You are now inside the container.

You can exit from the container typing `exit` or CTRL+D

From the host system you can list the containers with

sudo podman container ls -a

CONTAINER ID   IMAGE                       COMMAND     CREATED          STATUS                              PORTS   NAMES
64e661d5d4e8   localhost/fedora:gpiobase   /bin/bash   37 seconds ago   Exited (0) Less than a second ago           gpioexperiment

Create a new container 

sudo podman run -it --name newexperiment --device=/dev/gpiochip0 localhost/fedora:gpiobase /bin/bash

And delete it 

sudo podman rm newexperiment

Turn on an LED

If you exited from the container, you can start it using. 

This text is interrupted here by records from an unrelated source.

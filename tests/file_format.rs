//! On-disk format behavior: select-bit commits, streaming-form
//! promotion, and reopen round trips.

use std::sync::Arc;

use tidedb::constants::{FOOTER_SIZE, HEADER_SIZE, STREAMING_SENTINEL};
use tidedb::core::header::{FileHeader, HeaderFlags, StreamingFooter};
use tidedb::db::{Db, DbOptions};
use tidedb::{DataType, TideError, Value};

fn open(path: &std::path::Path) -> Arc<Db> {
  Db::open(DbOptions::for_path(path)).expect("open db")
}

fn seed_person(db: &Arc<Db>, id: i64) {
  let mut tx = db.begin_write().expect("begin write");
  let table = match tx.group().key_of("person") {
    Some(key) => key,
    None => tx
      .add_table_with_primary_key("person", DataType::Int, "id", false)
      .expect("add table"),
  };
  tx.create_object_with_pk(table, Value::Int(id)).expect("create");
  tx.commit().expect("commit");
}

fn read_header(path: &std::path::Path) -> FileHeader {
  let bytes = std::fs::read(path).expect("read file");
  FileHeader::parse(&bytes[..HEADER_SIZE]).expect("parse header")
}

#[test]
fn first_commit_fills_slot_one_and_flips_select_bit() {
  let dir = tempfile::tempdir().expect("tempdir");
  let path = dir.path().join("toggle.tidedb");

  {
    let db = open(&path);
    let fresh = read_header(&path);
    assert_eq!(fresh.selected_slot(), 0);
    assert_eq!(fresh.top_ref[0], 0);

    seed_person(&db, 1);
  }

  let header = read_header(&path);
  assert_eq!(header.selected_slot(), 1, "select bit names slot 1");
  assert_ne!(header.top_ref[1], 0, "slot 1 carries the commit's top ref");

  // Reopen observes the slot the select bit names.
  let db = open(&path);
  let tx = db.begin_read(None).expect("read");
  assert_eq!(tx.group().table_by_name("person").expect("table").size(), 1);
}

#[test]
fn commits_alternate_between_slots() {
  let dir = tempfile::tempdir().expect("tempdir");
  let path = dir.path().join("alternate.tidedb");
  let db = open(&path);

  seed_person(&db, 1);
  let after_first = read_header(&path);
  assert_eq!(after_first.selected_slot(), 1);

  seed_person(&db, 2);
  let after_second = read_header(&path);
  assert_eq!(after_second.selected_slot(), 0);
  assert_ne!(after_second.top_ref[0], after_first.top_ref[1]);
}

#[test]
fn streaming_form_is_promoted_to_two_slot_form() {
  let dir = tempfile::tempdir().expect("tempdir");
  let path = dir.path().join("streaming.tidedb");

  // Build a realistic file, then rewrite it into streaming form: the
  // sentinel in slot 0 and the real top ref in a footer at EOF.
  let top_ref = {
    let db = open(&path);
    seed_person(&db, 7);
    read_header(&path).top_ref[1]
  };

  let mut bytes = std::fs::read(&path).expect("read file");
  let streaming = FileHeader::new_streaming();
  bytes[..HEADER_SIZE].copy_from_slice(&streaming.serialize());
  let footer_offset = bytes.len() - FOOTER_SIZE;
  bytes[footer_offset..].copy_from_slice(&StreamingFooter::new(top_ref).serialize());
  std::fs::write(&path, &bytes).expect("rewrite file");

  // A session initiator upgrades the file before any mapping is used.
  let mut options = DbOptions::for_path(&path);
  options.is_shared = true;
  options.session_initiator = true;
  {
    let db = Db::open(options).expect("open as initiator");
    let tx = db.begin_read(None).expect("read");
    let table = tx.group().table_by_name("person").expect("table");
    assert!(table.find_by_pk(&Value::Int(7)).is_some());
  }

  let header = read_header(&path);
  assert_eq!(header.top_ref[0], STREAMING_SENTINEL);
  assert_eq!(header.top_ref[1], top_ref);
  assert!(header.flags.contains(HeaderFlags::SELECT_BIT));

  // A later non-initiator open round-trips the same top ref.
  let db = open(&path);
  let tx = db.begin_read(None).expect("read");
  assert!(tx
    .group()
    .table_by_name("person")
    .expect("table")
    .find_by_pk(&Value::Int(7))
    .is_some());
}

#[test]
fn reopen_observes_identical_schema_and_content() {
  let dir = tempfile::tempdir().expect("tempdir");
  let path = dir.path().join("roundtrip.tidedb");

  let schema_before = {
    let db = open(&path);
    let mut tx = db.begin_write().expect("begin");
    let table = tx
      .add_table_with_primary_key("account", DataType::String, "name", false)
      .expect("table");
    tx.add_column(
      table,
      "balance",
      DataType::Double,
      false,
      tidedb::types::CollectionKind::Single,
      None,
    )
    .expect("column");
    let (obj, _) = tx
      .create_object_with_pk(table, Value::String("ada".into()))
      .expect("object");
    let balance = tx.group().table(table).unwrap().column_by_name("balance").unwrap().key;
    tx.set_value(table, obj, balance, Value::Double(12.5)).expect("set");
    tx.commit().expect("commit");

    let tx = db.begin_read(None).expect("read");
    tx.group().derive_schema()
  };

  let db = open(&path);
  let tx = db.begin_read(None).expect("read");
  assert_eq!(tx.group().derive_schema(), schema_before);
  let table = tx.group().table_by_name("account").expect("table");
  let obj = table.find_by_pk(&Value::String("ada".into())).expect("pk");
  let balance = table.column_by_name("balance").expect("col").key;
  assert_eq!(
    tx.get_value(table.key, obj, balance).expect("value"),
    Value::Double(12.5)
  );
}

#[test]
fn corrupted_mnemonic_fails_validation() {
  let dir = tempfile::tempdir().expect("tempdir");
  let path = dir.path().join("corrupt.tidedb");
  {
    let db = open(&path);
    seed_person(&db, 1);
  }
  let mut bytes = std::fs::read(&path).expect("read");
  bytes[17] = b'?';
  std::fs::write(&path, &bytes).expect("write");

  match Db::open(DbOptions::for_path(&path)) {
    Err(TideError::InvalidDatabase { .. }) => {}
    other => panic!("expected InvalidDatabase, got {other:?}"),
  }
}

sudo podman start -ia gpioexperiment

As stated before, you have to use the CLI tools provided by the libgpiod-utils package.

# gpiodetect

Will print the GPIO chips list

gpiochip0 [pinctrl-bcm2835] (54 lines)

To get the list of the lines exposed by a chip

# gpioinfo gpiochip0

Please, pay attention here: there is not a correlation between the number of physical pins and the number of lines printed by this command. What you should interested in is the BCM number, as you can see on this site https://pinout.xyz
Please don’t play with lines number that doesn’t have a corresponding BCM number!

Now let’s connect an LED to the physical pin 40, that is BCM 21. Please remember: short leg of the LED (the negative leg, called the cathode) must be connected to a GND pin of the Raspberry Pi, maybe with a 330 ohm resistor, and the long leg (the anode) connected to the physical pin 40.

With this command the LED should light up until you press CTRL+C

gpioset --mode=wait gpiochip0 21=1

With this command the LED should be light up for 5 seconds (-b stans for background).

gpioset -b -s 5 --mode=time gpiochip0 21=1

Another useful command is gpioget, to get the status of a pin (high or low), that can be useful to play with buttons and switches.

Conclusions

You can also play with the LEDs using Python (https://github.com/brgl/libgpiod/tree/master/bindings/python/examples). Moreover, inside the container you can use the i2c devices as well.
However the aim of this article was an introductory overview of the technologies that Fedora IoT will offer: an OSTree operating system, focused on containers, using an upstream Linux kernel.
In addition, Podman is not strictly related to this Fedora edition, but you can install and use it on a regular Fedora installation; and at the end it whort to say that OSTree and Podman are two core components of the compelling new entries in the Fedora Project: Fedora Silverblue and Fedora CoreOS.